WORK INSTRUCTIONS:
Find the line with "by adding entries." in the data below, then restate it and all remaining lines exactly, adding nothing.

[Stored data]
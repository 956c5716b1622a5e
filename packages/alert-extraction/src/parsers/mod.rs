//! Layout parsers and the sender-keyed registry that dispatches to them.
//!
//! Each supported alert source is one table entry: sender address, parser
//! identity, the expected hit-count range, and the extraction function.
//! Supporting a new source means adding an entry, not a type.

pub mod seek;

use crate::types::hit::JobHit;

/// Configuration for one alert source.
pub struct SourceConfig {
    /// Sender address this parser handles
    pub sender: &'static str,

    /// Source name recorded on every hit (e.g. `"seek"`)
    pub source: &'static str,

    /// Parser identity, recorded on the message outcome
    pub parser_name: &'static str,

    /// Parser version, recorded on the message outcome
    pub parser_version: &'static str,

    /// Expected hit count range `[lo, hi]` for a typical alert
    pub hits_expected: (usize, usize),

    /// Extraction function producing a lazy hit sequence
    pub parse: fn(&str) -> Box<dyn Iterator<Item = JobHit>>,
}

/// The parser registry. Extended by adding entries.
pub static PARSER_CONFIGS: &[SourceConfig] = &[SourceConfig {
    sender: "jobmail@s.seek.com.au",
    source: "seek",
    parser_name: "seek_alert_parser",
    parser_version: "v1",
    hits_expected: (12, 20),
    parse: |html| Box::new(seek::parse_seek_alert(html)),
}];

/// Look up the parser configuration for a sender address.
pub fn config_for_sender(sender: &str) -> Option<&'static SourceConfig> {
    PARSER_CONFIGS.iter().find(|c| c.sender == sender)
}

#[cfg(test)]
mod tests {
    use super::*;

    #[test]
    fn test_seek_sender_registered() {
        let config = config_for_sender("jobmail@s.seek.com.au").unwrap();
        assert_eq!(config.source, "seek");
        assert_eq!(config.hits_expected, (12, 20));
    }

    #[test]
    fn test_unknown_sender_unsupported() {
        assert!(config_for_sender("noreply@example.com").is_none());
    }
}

OUTPUT OF THE EXERCISE:
/// The parser registry. Extended by adding entries.
pub static PARSER_CONFIGS: &[SourceConfig] = &[SourceConfig {
    sender: "jobmail@s.seek.com.au",
    source: "seek",
    parser_name: "seek_alert_parser",
    parser_version: "v1",
    hits_expected: (12, 20),
    parse: |html| Box::new(seek::parse_seek_alert(html)),
}];

/// Look up the parser configuration for a sender address.
pub fn config_for_sender(sender: &str) -> Option<&'static SourceConfig> {
    PARSER_CONFIGS.iter().find(|c| c.sender == sender)
}

#[cfg(test)]
mod tests {
    use super::*;

    #[test]
    fn test_seek_sender_registered() {
        let config = config_for_sender("jobmail@s.seek.com.au").unwrap();
        assert_eq!(config.source, "seek");
        assert_eq!(config.hits_expected, (12, 20));
    }

    #[test]
    fn test_unknown_sender_unsupported() {
        assert!(config_for_sender("noreply@example.com").is_none());
    }
}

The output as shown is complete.